[PROVIDED DATA Boundary: Start]

use thiserror::Error;

use crate::routes::{Access, RequestMethod, RouteTable};
use crate::{JwtClaims, Scope};

#[derive(Debug, Error, Clone, PartialEq, Eq)]
pub enum AuthzError {
    #[error("authentication required")]
    Unauthenticated,

    #[error("forbidden: missing scope '{0}'")]
    Forbidden(Scope),
}

/// Check that verified claims carry `required`.
pub fn authorize(claims: &JwtClaims, required: &Scope) -> Result<(), AuthzError> {
    if claims.has_scope(required) {
        Ok(())
    } else {
        Err(AuthzError::Forbidden(required.clone()))
    }
}

/// Gate a request against the access table.
///
/// `claims` are the already verified claims of the bearer token, or `None`
/// when the request carried no token.
///
/// - No IO
/// - No panics
/// - Pure lookup followed by a scope check
pub fn authorize_request(
    table: &RouteTable,
    method: RequestMethod,
    path: &str,
    claims: Option<&JwtClaims>,
) -> Result<(), AuthzError> {
    match (table.resolve(method, path), claims) {
        (Access::PermitAll, _) => Ok(()),
        (_, None) => Err(AuthzError::Unauthenticated),
        (Access::Authenticated, Some(_)) => Ok(()),
        (Access::Scope(scope), Some(claims)) => authorize(claims, scope),
    }
}

#[cfg(test)]
mod tests {
    use super::*;
    use crate::ClientId;
    use chrono::{Duration, Utc};
    use proptest::prelude::*;

    fn claims_with(scopes: Vec<Scope>) -> JwtClaims {
        let now = Utc::now();
        JwtClaims::issued_to(ClientId::new("client"), scopes, now, Duration::minutes(5))
    }

    #[test]
    fn missing_token_is_unauthenticated() {
        let t = RouteTable::account_api();
        assert_eq!(
            authorize_request(&t, RequestMethod::Post, "/api/v1/accounts", None),
            Err(AuthzError::Unauthenticated)
        );
    }

    #[test]
    fn root_is_open_without_token() {
        let t = RouteTable::account_api();
        assert_eq!(authorize_request(&t, RequestMethod::Get, "/", None), Ok(()));
    }

    #[test]
    fn read_token_cannot_write() {
        let t = RouteTable::account_api();
        let c = claims_with(vec![Scope::READ]);
        assert_eq!(
            authorize_request(&t, RequestMethod::Post, "/api/v1/accounts", Some(&c)),
            Err(AuthzError::Forbidden(Scope::WRITE))
        );
        assert_eq!(
            authorize_request(&t, RequestMethod::Put, "/api/v1/accounts/100", Some(&c)),
            Err(AuthzError::Forbidden(Scope::WRITE))
        );
    }

    #[test]
    fn write_token_cannot_read() {
        let t = RouteTable::account_api();
        let c = claims_with(vec![Scope::WRITE]);
        assert_eq!(
            authorize_request(&t, RequestMethod::Get, "/api/v1/accounts/100/transactions", Some(&c)),
            Err(AuthzError::Forbidden(Scope::READ))
        );
    }

    #[test]
    fn both_scopes_pass_everything() {
        let t = RouteTable::account_api();
        let c = claims_with(vec![Scope::READ, Scope::WRITE]);
        for m in [RequestMethod::Get, RequestMethod::Post, RequestMethod::Put] {
            assert_eq!(authorize_request(&t, m, "/api/v1/accounts", Some(&c)), Ok(()));
        }
    }

    proptest! {
        /// Property: whatever else a token carries, without `write` it never
        /// passes a POST or PUT under /api.
        #[test]
        fn writes_need_write_scope(
            extra in prop::collection::vec("[a-z]{1,8}", 0..4),
            tail in "[a-z0-9/]{0,20}",
            put in any::<bool>(),
        ) {
            let scopes: Vec<Scope> = extra
                .into_iter()
                .filter(|s| s != "write")
                .map(Scope::new)
                .collect();
            let c = claims_with(scopes);
            let method = if put { RequestMethod::Put } else { RequestMethod::Post };
            let path = format!("/api/{tail}");

            prop_assert_eq!(
                authorize_request(&RouteTable::account_api(), method, &path, Some(&c)),
                Err(AuthzError::Forbidden(Scope::WRITE))
            );
        }
    }
}
use axum::http::{StatusCode, header};
use axum::response::{IntoResponse, Response};
use axum::Json;
use serde_json::json;

use tally_auth::AuthzError;
use tally_core::DomainError;
use tally_ledger::LedgerError;

pub fn ledger_error_to_response(err: LedgerError) -> Response {
    match err {
        LedgerError::Domain(e) => domain_error_to_response(e),
        LedgerError::Store(e) => {
            tracing::error!(error = %e, "account store failure");
            json_error(StatusCode::INTERNAL_SERVER_ERROR, "store_error", e.to_string())
        }
    }
}

pub fn domain_error_to_response(err: DomainError) -> Response {
    match err {
        DomainError::Validation(_) => (StatusCode::BAD_REQUEST, Json(err.messages())).into_response(),
        DomainError::NotFound(msg) => (
            StatusCode::NOT_FOUND,
            [(header::CONTENT_TYPE, "text/plain; charset=utf-8")],
            msg,
        )
            .into_response(),
        DomainError::InvalidId(msg) => json_error(StatusCode::BAD_REQUEST, "invalid_id", msg),
    }
}

pub fn authz_error_to_response(err: AuthzError) -> Response {
    match err {
        AuthzError::Unauthenticated => {
            let mut res = json_error(StatusCode::UNAUTHORIZED, "unauthenticated", err.to_string());
            res.headers_mut()
                .insert(header::WWW_AUTHENTICATE, header::HeaderValue::from_static("Bearer"));
            res
        }
        AuthzError::Forbidden(_) => json_error(StatusCode::FORBIDDEN, "forbidden", err.to_string()),
    }
}

pub fn json_error(status: StatusCode, code: &'static str, message: impl Into<String>) -> Response {
    (
        status,
        Json(json!({
            "error": code,
            "message": message.into(),
        })),
    )
        .into_response()
}
//! HTTP API application wiring (Axum router + service wiring).
//!
//! - `services.rs`: domain wiring (store, IBAN generator, clock)
//! - `routes/`: HTTP routes + handlers
//! - `dto.rs`: request DTOs and their mapping to domain commands
//! - `errors.rs`: consistent error responses

use std::sync::Arc;

use axum::{Extension, Router};
use tower::ServiceBuilder;

use tally_auth::{Hs256JwtValidator, RouteTable};
use tally_core::SystemClock;

use crate::config::ApiConfig;
use crate::middleware;

pub mod dto;
pub mod errors;
pub mod routes;
pub mod services;

/// Build the full HTTP router (public entrypoint used by `main.rs`).
pub fn build_app(config: &ApiConfig) -> Router {
    with_services(config, services::build_services(config))
}

/// Same router over a caller-provided store.
pub fn build_app_with_store(config: &ApiConfig, store: services::SharedStore) -> Router {
    with_services(config, services::build_services_with_store(config, store))
}

fn with_services(config: &ApiConfig, services: services::AppServices) -> Router {
    let auth_state = middleware::AuthState {
        jwt: Arc::new(Hs256JwtValidator::new(config.jwt_secret.clone().into_bytes())),
        routes: Arc::new(RouteTable::account_api()),
        clock: Arc::new(SystemClock),
    };

    routes::router().layer(
        ServiceBuilder::new()
            .layer(axum::middleware::from_fn_with_state(
                auth_state,
                middleware::auth_middleware,
            ))
            .layer(Extension(Arc::new(services))),
    )
}
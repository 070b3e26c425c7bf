use anyhow::Context;

use tally_api::config::ApiConfig;

#[tokio::main]
async fn main() -> anyhow::Result<()> {
    let config = ApiConfig::from_env()?;
    tally_observability::init(config.log_format);

    if config.uses_dev_secret() {
        tracing::warn!("JWT_SECRET not set; using insecure dev default");
    }

    let app = tally_api::app::build_app(&config);

    let listener = tokio::net::TcpListener::bind(config.bind_addr)
        .await
        .with_context(|| format!("failed to bind {}", config.bind_addr))?;

    tracing::info!(addr = %listener.local_addr()?, "listening");

    axum::serve(listener, app).await.context("server error")
}
//! Strongly-typed identifiers used across the domain.

use core::str::FromStr;
use serde::{Deserialize, Serialize};

use crate::error::DomainError;

/// Identifier of an account. Assigned by the store on first save.
#[derive(Debug, Copy, Clone, PartialEq, Eq, Hash, PartialOrd, Ord, Serialize, Deserialize)]
#[serde(transparent)]
pub struct AccountId(i64);

/// Identifier of a transaction. Assigned by the store on first save.
#[derive(Debug, Copy, Clone, PartialEq, Eq, Hash, PartialOrd, Ord, Serialize, Deserialize)]
#[serde(transparent)]
pub struct TransactionId(i64);

macro_rules! impl_numeric_newtype {
    ($t:ty, $name:literal) => {
        impl $t {
            pub const fn new(value: i64) -> Self {
                Self(value)
            }

            pub const fn get(&self) -> i64 {
                self.0
            }
        }

        impl core::fmt::Display for $t {
            fn fmt(&self, f: &mut core::fmt::Formatter<'_>) -> core::fmt::Result {
                core::fmt::Display::fmt(&self.0, f)
            }
        }

        impl From<i64> for $t {
            fn from(value: i64) -> Self {
                Self(value)
            }
        }

        impl From<$t> for i64 {
            fn from(value: $t) -> Self {
                value.0
            }
        }

        impl FromStr for $t {
            type Err = DomainError;

            fn from_str(s: &str) -> Result<Self, Self::Err> {
                let value = s
                    .trim()
                    .parse::<i64>()
                    .map_err(|e| DomainError::invalid_id(format!("{}: {}", $name, e)))?;
                Ok(Self(value))
            }
        }
    };
}

impl_numeric_newtype!(AccountId, "AccountId");
impl_numeric_newtype!(TransactionId, "TransactionId");

#[cfg(test)]
mod tests {
    use super::*;

    #[test]
    fn parses_path_segment() {
        assert_eq!("100".parse::<AccountId>().unwrap(), AccountId::new(100));
    }

    #[test]
    fn rejects_non_numeric_id() {
        let err = "abc".parse::<AccountId>().unwrap_err();
        assert!(matches!(err, DomainError::InvalidId(msg) if msg.starts_with("AccountId")));
    }
}
use std::borrow::Cow;

use serde::{Deserialize, Deserializer, Serialize};

/// OAuth2 scope granted to a client token.
///
/// Scopes are opaque strings on the wire. Only [`Scope::READ`] and
/// [`Scope::WRITE`] are recognized by the route table; anything else is
/// carried through but never satisfies a rule.
#[derive(Debug, Clone, PartialEq, Eq, Hash, Serialize, Deserialize)]
#[serde(transparent)]
pub struct Scope(Cow<'static, str>);

impl Scope {
    pub const READ: Scope = Scope(Cow::Borrowed("read"));
    pub const WRITE: Scope = Scope(Cow::Borrowed("write"));

    pub fn new(name: impl Into<Cow<'static, str>>) -> Self {
        Self(name.into())
    }

    pub fn as_str(&self) -> &str {
        &self.0
    }

    pub fn is_recognized(&self) -> bool {
        *self == Self::READ || *self == Self::WRITE
    }
}

impl core::fmt::Display for Scope {
    fn fmt(&self, f: &mut core::fmt::Formatter<'_>) -> core::fmt::Result {
        f.write_str(&self.0)
    }
}

/// Accepts either a JSON array of scopes or an RFC 6749 space-delimited string.
pub(crate) fn deserialize_scopes<'de, D>(deserializer: D) -> Result<Vec<Scope>, D::Error>
where
    D: Deserializer<'de>,
{
    #[derive(Deserialize)]
    #[serde(untagged)]
    enum Repr {
        List(Vec<String>),
        Delimited(String),
    }

    let names = match Repr::deserialize(deserializer)? {
        Repr::List(v) => v,
        Repr::Delimited(s) => s.split_whitespace().map(str::to_owned).collect(),
    };

    Ok(names
        .into_iter()
        .filter(|s| !s.is_empty())
        .map(Scope::new)
        .collect())
}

[PROVIDED DATA Boundary: End]

EXERCISE PROMPT> If a line in the data above contains the string "first", count it; then state only the total.

SOLUTION FOR THIS PROBLEM> 2